Hubris and nemesis for the emperors of Silicon Valley
Wall Street’s most reckless bankers were rightly vilified for their greed, delusion and downright hubris following the financial crisis in 2008. Now it is the turn of Silicon Valley’s leading figures to have their morals and business practices exposed with the disinfectant of daylight. It is not a pretty sight.
There are at least two serious areas of concern with some of them. The first is their alleged collusion to stop their employees moving to rival companies for better money and opportunities. The second is their poor corporate governance, which shows a smug disregard for shareholders and makes some of them look like Roman emperors.
Consider first the size of the egos that it takes to make sure the chosen ones themselves are free to move around the boardrooms of technology’s top companies and make countless millions of dollars – while at the same time allegedly preventing talented employees from exercising their basic human right to jump ship.

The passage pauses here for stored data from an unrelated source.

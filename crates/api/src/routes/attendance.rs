//! Attendance endpoints.
//!
//! Every handler reads `now` from the state clock and delegates to the
//! tracker. Rejections surface as coded `ApiError`s.

use std::time::Instant;

use axum::{
    body::Bytes,
    extract::{Path, State},
    Json,
};
use attendance_core::{HeartbeatAck, IssuedToken, LectureAttendance, LectureId};
use telemetry::metrics;
use tracing::{debug, info, warn};

use crate::extractors::StudentIdentity;
use crate::response::{ApiError, FinalizeResponse, HeartbeatRequest};
use crate::state::AppState;

/// POST /lectures/:lecture_id/attendance-token
pub async fn issue_token_handler(
    State(state): State<AppState>,
    StudentIdentity(student_id): StudentIdentity,
    Path(lecture_id): Path<LectureId>,
) -> Result<Json<IssuedToken>, ApiError> {
    let now = state.now();

    match state.tracker.issue_token(lecture_id, student_id, now).await {
        Ok(issued) => {
            metrics().tokens_issued.inc();
            Ok(Json(issued))
        }
        Err(e) => {
            metrics().tokens_rejected.inc();
            warn!(lecture_id, student_id, error = %e, "Token request rejected");
            Err(e.into())
        }
    }
}

/// POST /attendance/heartbeat
pub async fn heartbeat_handler(
    State(state): State<AppState>,
    StudentIdentity(student_id): StudentIdentity,
    body: Bytes,
) -> Result<Json<HeartbeatAck>, ApiError> {
    let start = Instant::now();

    let request: HeartbeatRequest = serde_json::from_slice(&body).map_err(|e| {
        metrics().heartbeats_rejected.inc();
        debug!("Failed to parse heartbeat body: {}", e);
        ApiError::bad_request(format!("Invalid heartbeat body: {}", e))
    })?;

    let now = state.now();
    let result = state
        .tracker
        .record_heartbeat(&request.token, student_id, now)
        .await;

    metrics()
        .heartbeat_latency_ms
        .observe(start.elapsed().as_millis() as u64);

    match result {
        Ok(ack) => {
            metrics().heartbeats_accepted.inc();
            Ok(Json(ack))
        }
        Err(e) => {
            metrics().heartbeats_rejected.inc();
            debug!(student_id, error = %e, "Heartbeat rejected");
            Err(e.into())
        }
    }
}

/// POST /lectures/:lecture_id/finalize - Internal trigger, normally run by the worker.
pub async fn finalize_handler(
    State(state): State<AppState>,
    Path(lecture_id): Path<LectureId>,
) -> Result<Json<FinalizeResponse>, ApiError> {
    let start = Instant::now();
    let now = state.now();

    let outcome = state
        .tracker
        .finalize_lecture(lecture_id, now)
        .await
        .inspect_err(|e| {
            metrics().finalize_errors.inc();
            warn!(lecture_id, error = %e, "Finalization failed");
        })?;

    let latency_ms = start.elapsed().as_millis() as u64;
    metrics().finalize_latency_ms.observe(latency_ms);
    metrics().lectures_finalized.inc();
    metrics()
        .students_finalized
        .inc_by(outcome.finalized_count as u64);

    info!(
        lecture_id,
        finalized = outcome.finalized_count,
        latency_ms,
        "Finalization triggered over HTTP"
    );

    Ok(Json(outcome.into()))
}

/// GET /lectures/:lecture_id/attendance
pub async fn lecture_attendance_handler(
    State(state): State<AppState>,
    Path(lecture_id): Path<LectureId>,
) -> Result<Json<LectureAttendance>, ApiError> {
    let report = state.tracker.lecture_attendance(lecture_id).await?;
    Ok(Json(report))
}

The reported $324m payment by Apple, Google, Intel and Adobe Systems to settle a lawsuit that alleged they conspired not to poach staff from each other, and to suppress pay levels for thousands of tech workers, should cause deep concern in a country that claims to be a meritocracy where the talented and the hardworking can achieve anything. In Silicon Valley, apparently, only the chosen ones and the chieftains are truly free.
Then consider the dual classes of shares at some of Silicon Valley’s most storied companies – ones that give founders much greater voting rights than other shareholders. The company founders claim that these voting rights help to thwart the opportunistic and short-term demands of activist shareholders. There may be some truth in that, but these dual share classes also entrench further the positions of the Valley’s already haughty elite.
This club likes to take its companies “public” by selling some shares to get the public’s money – but then it likes, in effect, to keep the companies privately run. And regulators let them get away with it. Silicon Valley enjoys playing by its own set of rules. It might just be a matter of time, however, before public shareholders revolt against the overlords.